Dr. Philip Corlett researching tools associated with auditory hallucinations

Dr. Philip Corlett

Philip Corlett, an Assistant Professor at Yale University and 2013 Rising Star Awardee, is conducting research to reveal how brain circuits differ in individuals with and without auditory hallucinations and a diagnosis of psychosis.  His basic hypothesis is that an individual’s interpretation of external sensory stimuli, such as sounds or voices, depends on both the perception of the sensation, as well as on internal predictions about what to expect.  To test his hypothesis, he and his team developed a computer program that flashed a picture on the screen that was paired with an auditory tone, what is referred to as “Pavlovian or classical conditioning”.  After he trained subjects to associate the picture and the tone, he then intermittently flashed the picture without the tone to evaluate their ability to “unpair” them.  Importantly, Dr.

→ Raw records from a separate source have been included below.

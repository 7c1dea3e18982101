//! Skills registry: holds the tool surface and dispatches calls by name.

use serde::Serialize;
use serde_json::Value;
use tracing::debug;

use super::{Skill, SkillContext};

/// A tool as advertised to callers.
#[derive(Debug, Clone, Serialize)]
pub struct ToolDefinition {
    pub name: String,
    pub description: String,
    pub input_schema: Value,
    #[serde(skip_serializing_if = "Vec::is_empty")]
    pub capabilities: Vec<String>,
}

#[derive(Default)]
pub struct SkillRegistry {
    skills: Vec<Box<dyn Skill>>,
}

impl SkillRegistry {
    pub fn new() -> Self {
        Self::default()
    }

    /// Registry with every builtin sandbox skill.
    pub fn with_builtins() -> Self {
        let mut registry = Self::new();
        super::builtin::register_all(&mut registry);
        registry
    }

    /// Adds a skill; a skill with the same name is replaced.
    pub fn register(&mut self, skill: Box<dyn Skill>) {
        self.skills.retain(|s| s.name() != skill.name());
        self.skills.push(skill);
    }

    pub fn len(&self) -> usize {
        self.skills.len()
    }

    pub fn is_empty(&self) -> bool {
        self.skills.is_empty()
    }

    pub fn get(&self, name: &str) -> Option<&dyn Skill> {
        self.skills.iter().find(|s| s.name() == name).map(|s| s.as_ref())
    }

    pub fn names(&self) -> Vec<&str> {
        self.skills.iter().map(|s| s.name()).collect()
    }

    pub fn tool_definitions(&self) -> Vec<ToolDefinition> {
        self.skills
            .iter()
            .map(|s| ToolDefinition {
                name: s.name().to_string(),
                description: s.description().to_string(),
                input_schema: s.parameters_schema(),
                capabilities: s.capabilities(),
            })
            .collect()
    }

    pub async fn execute(
        &self,
        name: &str,
        params: Value,
        context: &SkillContext,
    ) -> anyhow::Result<String> {
        let skill = self
            .get(name)
            .ok_or_else(|| anyhow::anyhow!("Unknown tool: {name}"))?;
        debug!("Executing tool {name}");
        skill.execute(params, context).await
    }
}
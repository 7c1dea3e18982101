//! Process-group termination for spawned interpreters and shell commands.
//!
//! Every child is spawned as the leader of its own process group
//! (`Command::process_group(0)`), so killing the group also reaches
//! grandchildren such as `sleep` launched from `sh -c`.

use std::io;
use std::time::Duration;

use tokio::process::Child;
use tracing::debug;

/// Grace period between SIGTERM and SIGKILL for a worker being shut down.
pub const GRACE_PERIOD: Duration = Duration::from_millis(500);

/// Puts the child in a fresh process group when supported.
pub fn isolate_group(command: &mut tokio::process::Command) {
    #[cfg(unix)]
    command.process_group(0);
    #[cfg(not(unix))]
    let _ = command;
}

#[cfg(unix)]
fn signal_group(pgid: u32, signal: libc::c_int) -> io::Result<()> {
    let result = unsafe { libc::killpg(pgid as libc::pid_t, signal) };
    if result == -1 {
        let err = io::Error::last_os_error();
        // ESRCH: the group is already gone
        if err.raw_os_error() != Some(libc::ESRCH) {
            return Err(err);
        }
    }
    Ok(())
}

/// Sends SIGKILL to a whole process group (best-effort).
#[cfg(unix)]
pub fn kill_group(pgid: u32) -> io::Result<()> {
    signal_group(pgid, libc::SIGKILL)
}

#[cfg(not(unix))]
pub fn kill_group(_pgid: u32) -> io::Result<()> {
    Ok(())
}

/// Kills the child's process group, then reaps the child.
pub async fn kill_tree(child: &mut Child) {
    if let Some(pid) = child.id() {
        if let Err(e) = kill_group(pid) {
            debug!("killpg({pid}) failed: {e}");
        }
    }
    // Falls back to killing the leader alone (non-unix, or group already gone)
    let _ = child.start_kill();
    let _ = child.wait().await;
}

/// SIGTERM to the group, wait up to `grace`, then SIGKILL.
pub async fn terminate_tree(child: &mut Child, grace: Duration) {
    #[cfg(unix)]
    if let Some(pid) = child.id() {
        if signal_group(pid, libc::SIGTERM).is_ok()
            && tokio::time::timeout(grace, child.wait()).await.is_ok()
        {
            return;
        }
    }
    #[cfg(not(unix))]
    let _ = grace;
    kill_tree(child).await;
}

Corlett and his team were able to incorporate this testing apparatus into an MRI and collect simultaneous data about brain function and circuit activation.  More information about Dr. Corlett’s elegant and intriguing research design is available on the Science Magazine video.

Using his combined MRI and behavioral testing paradigm, Dr. Corlett identified areas within the brain, such as the superior temporal gyrus, anterior cingulate cortex, cerebellum, midbrain, striatum and anterior insula (all regions engaged by conditioned hallucinations) that responded differently in subjects with and without hallucinations.  Based on these observations, Dr. Corlett investigated whether altering neuronal activity in the superior temporal gyrus with transcranial magnetic stimulation (TMS) could improve hallucinations. He and his team discovered that 4 weeks of daily sessions applying TMS to the superior temporal gyrus indeed decreased hallucinations and other symptoms, and also improved cognitive function.  Furthermore, comparisons of pre- and post-TMS brain function demonstrated a normalization of activity in the circuit identified in his Science paper.  Although the study employed a small sample and open label design, these early results are encouraging and warrant a larger-scale placebo controlled replication.

Dr. Corlett is also to be congratulated on his rapid dissemination of research findings, including many collaborative studies that resulted in 10 new publications.  He has also presented or scheduled to present his research at 12 national or international meetings.  Discovery and dissemination of knowledge are both key steps toward eventual uptake and implementation into clinical practice and policies.

We at One Mind acknowledge his commitment and dedication to brain health research that has resulted in such outstanding productivity.  We also acknowledge and thank our donors for their support to the Rising Stars Awards program.